長野県のニュース

リニア認可、審査請求へ 県内など沿線住民

 JR東海のリニア中央新幹線建設で、国土交通省が認可した電気設備関連の工事実施計画の認可取り消しを求め、建設に反対する沿線住民が今月下旬にも、国交省に行政不服審査法に基づく審査請求をする方針を固めたことが7日、分かった。審査請求は、リニアのトンネル工事など土木工事関連の実施計画取り消しを求めた2014年12月に続き2回目で、提訴も検討している。県内からも複数人が申し立てに加わる見通しだ。
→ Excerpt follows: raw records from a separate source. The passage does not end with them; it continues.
//! Unit catalog and the identifiers used to address units and players.

use serde::{Deserialize, Serialize};

/// Types of units that can be fielded.
#[derive(Clone, Copy, Debug, PartialEq, Eq, Hash, PartialOrd, Ord, Serialize, Deserialize)]
#[serde(rename_all = "snake_case")]
pub enum UnitKind {
    /// Long-ranged, quick infantry.
    Archer,
    /// Slow siege engine with the longest reach.
    Catapult,
    /// Melee raider.
    Barbarian,
    /// Slow, heavily armoured brute.
    Troll,
}

impl UnitKind {
    /// Every unit kind in declaration order.
    pub const ALL: [UnitKind; 4] = [Self::Archer, Self::Catapult, Self::Barbarian, Self::Troll];

    /// Static statistics shared by every unit of this kind.
    #[must_use]
    pub const fn stats(self) -> UnitStats {
        match self {
            Self::Archer => UnitStats::new(15, 3, 4, 2),
            Self::Catapult => UnitStats::new(10, 1, 8, 3),
            Self::Barbarian => UnitStats::new(20, 2, 5, 1),
            Self::Troll => UnitStats::new(30, 1, 6, 1),
        }
    }

    /// Human readable name of the unit kind.
    #[must_use]
    pub const fn name(self) -> &'static str {
        match self {
            Self::Archer => "Archer",
            Self::Catapult => "Catapult",
            Self::Barbarian => "Barbarian",
            Self::Troll => "Troll",
        }
    }

    /// Character used by text adapters to draw the unit.
    #[must_use]
    pub const fn glyph(self) -> char {
        match self {
            Self::Archer => 'A',
            Self::Catapult => 'C',
            Self::Barbarian => 'B',
            Self::Troll => 'T',
        }
    }
}

/// Statistics attached to a [`UnitKind`].
#[derive(Clone, Copy, Debug, PartialEq, Eq, Hash)]
pub struct UnitStats {
    max_hp: u32,
    move_allowance: u32,
    attack: u32,
    attack_range: u32,
}

impl UnitStats {
    const fn new(max_hp: u32, move_allowance: u32, attack: u32, attack_range: u32) -> Self {
        Self {
            max_hp,
            move_allowance,
            attack,
            attack_range,
        }
    }

    /// Hit points a freshly spawned unit starts with.
    #[must_use]
    pub const fn max_hp(&self) -> u32 {
        self.max_hp
    }

    /// Move points restored at the start of the owner's turn.
    #[must_use]
    pub const fn move_allowance(&self) -> u32 {
        self.move_allowance
    }

    /// Damage dealt by a single attack.
    #[must_use]
    pub const fn attack(&self) -> u32 {
        self.attack
    }

    /// Maximum hex distance at which the unit can attack.
    #[must_use]
    pub const fn attack_range(&self) -> u32 {
        self.attack_range
    }
}

/// Unique identifier assigned to a unit.
#[derive(Clone, Copy, Debug, PartialEq, Eq, Hash, PartialOrd, Ord, Serialize, Deserialize)]
pub struct UnitId(u32);

impl UnitId {
    /// Creates a new unit identifier with the provided numeric value.
    #[must_use]
    pub const fn new(value: u32) -> Self {
        Self(value)
    }

    /// Retrieves the numeric representation of the identifier.
    #[must_use]
    pub const fn get(&self) -> u32 {
        self.0
    }
}

/// Turn-order index of a player.
#[derive(Clone, Copy, Debug, PartialEq, Eq, Hash, PartialOrd, Ord, Serialize, Deserialize)]
pub struct PlayerId(u32);

impl PlayerId {
    /// Creates a new player identifier with the provided turn index.
    #[must_use]
    pub const fn new(value: u32) -> Self {
        Self(value)
    }

    /// Retrieves the numeric representation of the identifier.
    #[must_use]
    pub const fn get(&self) -> u32 {
        self.0
    }

    /// Position of the player in turn order.
    #[must_use]
    pub fn index(&self) -> usize {
        usize::try_from(self.0).unwrap_or(usize::MAX)
    }
}

/// Who issues commands on behalf of a player.
#[derive(Clone, Copy, Debug, PartialEq, Eq, Hash, Serialize, Deserialize)]
#[serde(rename_all = "snake_case")]
pub enum Controller {
    /// Commands arrive from the input adapter.
    Human,
    /// The scripted opponent passes its turn after a fixed delay.
    Scripted,
}
//! Turn rotation and selection state machine.

use hex_tactics_core::{PlayerId, Selection, UnitId};

/// Whose turn it is and which unit, if any, is selected.
#[derive(Clone, Copy, Debug, PartialEq, Eq)]
pub(crate) struct TurnState {
    active: PlayerId,
    player_count: u32,
    round: u32,
    selection: Selection,
}

impl TurnState {
    /// Initial state: player zero acts in round one with nothing selected.
    pub(crate) fn new(player_count: u32) -> Self {
        Self {
            active: PlayerId::new(0),
            player_count: player_count.max(1),
            round: 1,
            selection: Selection::AwaitingSelection,
        }
    }

    pub(crate) const fn active(&self) -> PlayerId {
        self.active
    }

    pub(crate) const fn round(&self) -> u32 {
        self.round
    }

    pub(crate) const fn selection(&self) -> Selection {
        self.selection
    }

    pub(crate) const fn selected(&self) -> Option<UnitId> {
        match self.selection {
            Selection::UnitSelected(unit) => Some(unit),
            Selection::AwaitingSelection => None,
        }
    }

    /// Selects the unit, returning the unit it replaced.
    pub(crate) fn select(&mut self, unit: UnitId) -> Option<UnitId> {
        let previous = self.selected();
        self.selection = Selection::UnitSelected(unit);
        previous
    }

    /// Returns to `AwaitingSelection`, yielding the previously selected unit.
    pub(crate) fn clear(&mut self) -> Option<UnitId> {
        let previous = self.selected();
        self.selection = Selection::AwaitingSelection;
        previous
    }

    /// Hands the turn to the next player, starting a new round on wrap-around.
    pub(crate) fn advance(&mut self) -> PlayerId {
        let _ = self.clear();
        let next = (self.active.get() + 1) % self.player_count;
        if next == 0 {
            self.round = self.round.saturating_add(1);
        }
        self.active = PlayerId::new(next);
        self.active
    }
}
#![deny(
    unsafe_code,
    missing_docs,
    dead_code,
    unused_results,
    non_snake_case,
    unreachable_pub
)]

//! Procedural terrain generation for Hex Tactics.
//!
//! A session's map is produced exactly once: every hex samples a seeded noise
//! field, receives a small jitter, is classified through the terrain catalog
//! and finally receives a render height. The same configuration always yields
//! the same map.

mod field;

use hex_tactics_core::{
    ConfigError, GameConfig, GridBounds, HexCoord, TerrainCatalog, Tile, TileMap, MAX_JITTER,
};
use rand::{Rng, SeedableRng};
use rand_chacha::ChaCha8Rng;

pub use field::NoiseGenerator;

/// Parameters steering a single map generation.
#[derive(Clone, Copy, Debug, PartialEq)]
pub struct Config {
    noise_scale: f64,
    jitter: f64,
    seed: u64,
}

impl Config {
    /// Creates a configuration from explicit parameters.
    ///
    /// The noise scale must be positive and finite, and the jitter must lie
    /// within `[0, MAX_JITTER]`.
    pub fn new(noise_scale: f64, jitter: f64, seed: u64) -> Result<Self, ConfigError> {
        if !(noise_scale.is_finite() && noise_scale > 0.0) {
            return Err(ConfigError::InvalidNoiseScale);
        }
        if !(0.0..=MAX_JITTER).contains(&jitter) {
            return Err(ConfigError::InvalidJitter);
        }
        Ok(Self {
            noise_scale,
            jitter,
            seed,
        })
    }

    /// Extracts the generation parameters from a session configuration.
    pub fn from_game(config: &GameConfig) -> Result<Self, ConfigError> {
        Self::new(config.noise_scale, config.jitter, config.seed)
    }
}

/// Produces tile maps from a noise field and a terrain catalog.
#[derive(Clone, Debug)]
pub struct MapGenerator {
    config: Config,
    catalog: TerrainCatalog,
    noise: NoiseGenerator,
}

impl MapGenerator {
    /// Creates a generator for the provided parameters and catalog.
    #[must_use]
    pub fn new(config: Config, catalog: TerrainCatalog) -> Self {
        Self {
            noise: NoiseGenerator::new(config.seed),
            config,
            catalog,
        }
    }

    /// Raw noise value the generator assigns to the cell before jitter.
    #[must_use]
    pub fn sample(&self, cell: HexCoord) -> f64 {
        let scale = self.config.noise_scale;
        self.noise
            .sample(f64::from(cell.q()) / scale, f64::from(cell.r()) / scale)
    }

    /// Generates a complete map covering the provided bounds.
    #[must_use]
    pub fn generate(&self, bounds: GridBounds) -> TileMap {
        let mut rng = ChaCha8Rng::seed_from_u64(self.config.seed);
        let mut counts = [0usize; 4];

        let map = TileMap::from_fn(bounds, |cell| {
            let normalized = (self.sample(cell) + 1.0) / 2.0;
            let offset = (rng.gen::<f64>() * 2.0 - 1.0) * self.config.jitter;
            let kind = self.catalog.classify_normalized(normalized + offset);
            let profile = self.catalog.profile(kind);
            let height = profile.base_height + rng.gen::<f32>() * profile.height_variance;
            counts[kind.index()] += 1;
            Tile::from_profile(profile, height)
        });

        tracing::debug!(
            columns = bounds.columns(),
            rows = bounds.rows(),
            water = counts[0],
            grass = counts[1],
            forest = counts[2],
            mountain = counts[3],
            "generated terrain"
        );
        map
    }
}

/// Generates the map described by a session configuration, failing on the
/// first malformed option.
pub fn generate(config: &GameConfig) -> Result<TileMap, ConfigError> {
    config.validate()?;
    let bounds = config.bounds()?;
    let catalog = config.catalog()?;
    Ok(MapGenerator::new(Config::from_game(config)?, catalog).generate(bounds))
}

#[cfg(test)]
mod tests {
    use super::*;

    #[test]
    fn out_of_range_parameters_are_rejected() {
        assert_eq!(Config::new(10.0, 0.5, 1), Err(ConfigError::InvalidJitter));
        assert_eq!(Config::new(10.0, -0.01, 1), Err(ConfigError::InvalidJitter));
        assert_eq!(Config::new(0.0, 0.0, 1), Err(ConfigError::InvalidNoiseScale));
        assert_eq!(Config::new(f64::NAN, 0.0, 1), Err(ConfigError::InvalidNoiseScale));
        assert!(Config::new(10.0, MAX_JITTER, 1).is_ok());
    }

    #[test]
    fn malformed_game_configuration_fails_before_sampling() {
        for noise_scale in [0.0, f64::NAN, 1e-300] {
            let config = GameConfig {
                noise_scale,
                ..GameConfig::default()
            };
            assert_eq!(generate(&config), Err(ConfigError::InvalidNoiseScale));
        }

        let config = GameConfig {
            jitter: 0.9,
            ..GameConfig::default()
        };
        assert_eq!(generate(&config), Err(ConfigError::InvalidJitter));
    }

    #[test]
    fn sample_scales_coordinates_before_lookup() {
        let config = Config::new(10.0, 0.0, 3).expect("valid parameters");
        let generator = MapGenerator::new(config, TerrainCatalog::default());
        let noise = NoiseGenerator::new(3);
        assert_eq!(generator.sample(HexCoord::new(7, 4)), noise.sample(0.7, 0.4));
    }
}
 審査請求は、国交省が3月に認可したリニア東京・品川―名古屋間(286キロ)の変電所新設などが対象。沿線の住民団体でつくる「リニア新幹線沿線住民ネットワーク」が、審査請求の申立人を取りまとめている。

 同ネットワークに加わる長野など沿線の反対住民は14年、リニアの土木工事関連の実施計画認可取り消しを求めて審査請求した。16年5月には、認可取り消しを求めて東京地裁に提訴。これまで9回の口頭弁論が開かれている。
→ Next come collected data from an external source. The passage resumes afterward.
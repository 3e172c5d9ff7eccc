//! Offset hex coordinates for the flat-top, shifted-odd-column layout.

use serde::{Deserialize, Serialize};

/// Largest radius honoured by [`HexCoord::range`].
const MAX_RANGE: u32 = 1 << 15;

/// Location of a single hex expressed as column (`q`) and row (`r`).
///
/// Odd columns sit half a hex lower than even columns, so the neighbor set of
/// a coordinate depends on the parity of its column even though visual
/// adjacency is symmetric.
#[derive(Clone, Copy, Debug, PartialEq, Eq, Hash, PartialOrd, Ord, Serialize, Deserialize)]
pub struct HexCoord {
    q: i32,
    r: i32,
}

impl HexCoord {
    /// Creates a new hex coordinate from its column and row.
    #[must_use]
    pub const fn new(q: i32, r: i32) -> Self {
        Self { q, r }
    }

    /// Column index of the hex.
    #[must_use]
    pub const fn q(&self) -> i32 {
        self.q
    }

    /// Row index of the hex.
    #[must_use]
    pub const fn r(&self) -> i32 {
        self.r
    }

    /// Reports whether the hex lives in a shifted (odd) column.
    #[must_use]
    pub const fn is_odd_column(&self) -> bool {
        self.q.rem_euclid(2) == 1
    }

    /// Returns the adjacent hex in the provided direction.
    #[must_use]
    pub const fn neighbor(self, direction: HexDirection) -> Self {
        let (dq, dr) = direction.offset(self.is_odd_column());
        Self::new(self.q + dq, self.r + dr)
    }

    /// All six adjacent hexes in `NW, N, NE, SE, S, SW` order.
    ///
    /// The result is not clipped to any grid; see [`GridBounds::neighbors`].
    #[must_use]
    pub fn neighbors(self) -> [HexCoord; 6] {
        HexDirection::ALL.map(|direction| self.neighbor(direction))
    }

    /// Converts the offset coordinate into axial `(q, r)` form.
    #[must_use]
    pub const fn to_axial(self) -> (i32, i32) {
        let parity = self.q.rem_euclid(2);
        (self.q, self.r - (self.q - parity) / 2)
    }

    /// Converts an axial coordinate back into the offset layout.
    #[must_use]
    pub const fn from_axial(q: i32, r: i32) -> Self {
        let parity = q.rem_euclid(2);
        Self::new(q, r + (q - parity) / 2)
    }

    /// Number of single-hex steps separating two coordinates.
    ///
    /// Computed as `max(|dq|, |dr|, |dq + dr|)` over the axial mapping of both
    /// endpoints, which is the exact hex distance on an unobstructed grid.
    #[must_use]
    pub fn distance(self, other: HexCoord) -> u32 {
        let (from_q, from_r) = self.to_axial();
        let (to_q, to_r) = other.to_axial();
        let dq = i64::from(to_q) - i64::from(from_q);
        let dr = i64::from(to_r) - i64::from(from_r);
        let steps = dq.unsigned_abs().max(dr.unsigned_abs()).max((dq + dr).unsigned_abs());
        u32::try_from(steps).unwrap_or(u32::MAX)
    }

    /// Centre of the hex on the ground plane for a hex of the given radius.
    #[must_use]
    pub fn to_world(self, radius: f32) -> WorldPosition {
        let shift = if self.is_odd_column() { 0.5 } else { 0.0 };
        WorldPosition {
            x: radius * 1.5 * self.q as f32,
            z: radius * 3f32.sqrt() * (self.r as f32 + shift),
        }
    }

    /// Every hex whose distance from `self` is at most `radius`, unclipped.
    pub fn range(self, radius: u32) -> impl Iterator<Item = HexCoord> {
        let radius = radius.min(MAX_RANGE) as i32;
        let (center_q, center_r) = self.to_axial();
        (-radius..=radius).flat_map(move |dq| {
            let low = (-radius).max(-dq - radius);
            let high = radius.min(-dq + radius);
            (low..=high).map(move |dr| HexCoord::from_axial(center_q + dq, center_r + dr))
        })
    }
}

/// The six directions leading out of a hex.
#[derive(Clone, Copy, Debug, PartialEq, Eq, Hash)]
pub enum HexDirection {
    /// Upper-left neighbor.
    NorthWest,
    /// Neighbor directly above.
    North,
    /// Upper-right neighbor.
    NorthEast,
    /// Lower-right neighbor.
    SouthEast,
    /// Neighbor directly below.
    South,
    /// Lower-left neighbor.
    SouthWest,
}

impl HexDirection {
    /// Every direction in clockwise order starting from the north-west.
    pub const ALL: [HexDirection; 6] = [
        Self::NorthWest,
        Self::North,
        Self::NorthEast,
        Self::SouthEast,
        Self::South,
        Self::SouthWest,
    ];

    /// Column and row delta for this direction from a hex of the given parity.
    #[must_use]
    pub const fn offset(self, odd_column: bool) -> (i32, i32) {
        match (self, odd_column) {
            (Self::North, _) => (0, -1),
            (Self::South, _) => (0, 1),
            (Self::NorthWest, true) => (-1, 0),
            (Self::NorthEast, true) => (1, 0),
            (Self::SouthEast, true) => (1, 1),
            (Self::SouthWest, true) => (-1, 1),
            (Self::NorthWest, false) => (-1, -1),
            (Self::NorthEast, false) => (1, -1),
            (Self::SouthEast, false) => (1, 0),
            (Self::SouthWest, false) => (-1, 0),
        }
    }
}

/// Position of a hex centre on the horizontal ground plane.
#[derive(Clone, Copy, Debug, PartialEq)]
pub struct WorldPosition {
    /// Horizontal offset along the column axis.
    pub x: f32,
    /// Depth offset along the row axis.
    pub z: f32,
}

/// Fixed extents of the hex grid, set once when a map is created.
#[derive(Clone, Copy, Debug, PartialEq, Eq, Hash, Serialize, Deserialize)]
pub struct GridBounds {
    columns: u32,
    rows: u32,
}

impl GridBounds {
    /// Creates bounds spanning `columns` by `rows` hexes.
    #[must_use]
    pub const fn new(columns: u32, rows: u32) -> Self {
        Self { columns, rows }
    }

    /// Number of columns in the grid.
    #[must_use]
    pub const fn columns(&self) -> u32 {
        self.columns
    }

    /// Number of rows in the grid.
    #[must_use]
    pub const fn rows(&self) -> u32 {
        self.rows
    }

    /// Total number of hexes covered by the bounds.
    #[must_use]
    pub fn cell_count(&self) -> usize {
        let count = u64::from(self.columns) * u64::from(self.rows);
        usize::try_from(count).unwrap_or(usize::MAX)
    }

    /// Reports whether `0 <= q < columns` and `0 <= r < rows`.
    #[must_use]
    pub fn contains(&self, cell: HexCoord) -> bool {
        match (u32::try_from(cell.q()), u32::try_from(cell.r())) {
            (Ok(q), Ok(r)) => q < self.columns && r < self.rows,
            _ => false,
        }
    }

    /// Row-major index of the cell inside dense per-hex storage.
    #[must_use]
    pub fn index(&self, cell: HexCoord) -> Option<usize> {
        if !self.contains(cell) {
            return None;
        }
        let row = usize::try_from(cell.r()).ok()?;
        let column = usize::try_from(cell.q()).ok()?;
        let width = usize::try_from(self.columns).ok()?;
        row.checked_mul(width)?.checked_add(column)
    }

    /// Inverse of [`GridBounds::index`].
    #[must_use]
    pub fn cell_at(&self, index: usize) -> Option<HexCoord> {
        if index >= self.cell_count() {
            return None;
        }
        let width = usize::try_from(self.columns).ok()?;
        let q = i32::try_from(index % width).ok()?;
        let r = i32::try_from(index / width).ok()?;
        Some(HexCoord::new(q, r))
    }

    /// Iterates every cell in row-major order.
    pub fn cells(&self) -> impl Iterator<Item = HexCoord> {
        let columns = i32::try_from(self.columns).unwrap_or(i32::MAX);
        let rows = i32::try_from(self.rows).unwrap_or(i32::MAX);
        (0..rows).flat_map(move |r| (0..columns).map(move |q| HexCoord::new(q, r)))
    }

    /// Neighbors of `cell` that fall inside the bounds.
    pub fn neighbors(&self, cell: HexCoord) -> impl Iterator<Item = HexCoord> + '_ {
        cell.neighbors()
            .into_iter()
            .filter(move |neighbor| self.contains(*neighbor))
    }
}

#[cfg(test)]
mod tests {
    use super::*;

    #[test]
    fn even_column_neighbors_lean_upward() {
        let neighbors = HexCoord::new(2, 2).neighbors();
        assert_eq!(
            neighbors,
            [
                HexCoord::new(1, 1),
                HexCoord::new(2, 1),
                HexCoord::new(3, 1),
                HexCoord::new(3, 2),
                HexCoord::new(2, 3),
                HexCoord::new(1, 2),
            ]
        );
    }

    #[test]
    fn odd_column_neighbors_lean_downward() {
        let neighbors = HexCoord::new(3, 2).neighbors();
        assert_eq!(
            neighbors,
            [
                HexCoord::new(2, 2),
                HexCoord::new(3, 1),
                HexCoord::new(4, 2),
                HexCoord::new(4, 3),
                HexCoord::new(3, 3),
                HexCoord::new(2, 3),
            ]
        );
    }

    #[test]
    fn adjacency_is_symmetric_across_column_parity() {
        for cell in [HexCoord::new(2, 2), HexCoord::new(3, 2)] {
            for neighbor in cell.neighbors() {
                assert!(neighbor.neighbors().contains(&cell), "{neighbor:?} -> {cell:?}");
            }
        }
    }

    #[test]
    fn distance_follows_axial_metric() {
        let origin = HexCoord::new(2, 2);
        assert_eq!(origin.distance(origin), 0);
        assert_eq!(origin.distance(HexCoord::new(2, 5)), 3);
        assert_eq!(origin.distance(HexCoord::new(5, 2)), 3);
        assert_eq!(origin.distance(HexCoord::new(4, 4)), 3);
        assert_eq!(HexCoord::new(0, 0).distance(HexCoord::new(1, 0)), 1);
    }

    #[test]
    fn axial_round_trip_preserves_negative_columns() {
        for cell in [HexCoord::new(-3, 4), HexCoord::new(-2, -1), HexCoord::new(7, 0)] {
            let (q, r) = cell.to_axial();
            assert_eq!(HexCoord::from_axial(q, r), cell);
        }
    }

    #[test]
    fn world_position_shifts_odd_columns_by_half_a_hex() {
        let even = HexCoord::new(2, 1).to_world(1.0);
        let odd = HexCoord::new(3, 1).to_world(1.0);
        assert!((even.x - 3.0).abs() < f32::EPSILON);
        assert!((even.z - 3f32.sqrt()).abs() < 1e-6);
        assert!((odd.x - 4.5).abs() < f32::EPSILON);
        assert!((odd.z - 1.5 * 3f32.sqrt()).abs() < 1e-6);
    }

    #[test]
    fn range_covers_centered_hexagon() {
        let center = HexCoord::new(10, 10);
        let cells: Vec<_> = center.range(2).collect();
        assert_eq!(cells.len(), 19);
        assert!(cells.iter().all(|cell| center.distance(*cell) <= 2));
        assert_eq!(center.range(0).collect::<Vec<_>>(), vec![center]);
    }

    #[test]
    fn bounds_reject_negative_and_overflowing_cells() {
        let bounds = GridBounds::new(4, 3);
        assert!(bounds.contains(HexCoord::new(3, 2)));
        assert!(!bounds.contains(HexCoord::new(4, 2)));
        assert!(!bounds.contains(HexCoord::new(0, 3)));
        assert!(!bounds.contains(HexCoord::new(-1, 0)));
        assert_eq!(bounds.index(HexCoord::new(1, 2)), Some(9));
        assert_eq!(bounds.cell_at(9), Some(HexCoord::new(1, 2)));
        assert_eq!(bounds.cells().count(), 12);
    }

    #[test]
    fn bounded_neighbors_drop_cells_outside_the_grid() {
        let bounds = GridBounds::new(5, 5);
        let corner: Vec<_> = bounds.neighbors(HexCoord::new(0, 0)).collect();
        assert_eq!(corner, vec![HexCoord::new(1, 0), HexCoord::new(0, 1)]);
    }
}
 この訴訟の弁護団共同代表を務める関島保雄弁護士(東京都、飯田市出身)は信濃毎日新聞の取材に、今回の審査請求では工事が及ぼす沿線の自然環境への悪影響や、事故が起きた際の安全対策の不備などを問題視していると説明。審査請求と並行して追加提訴の準備を進め、先行する訴訟との併合を求めていく考えを示した。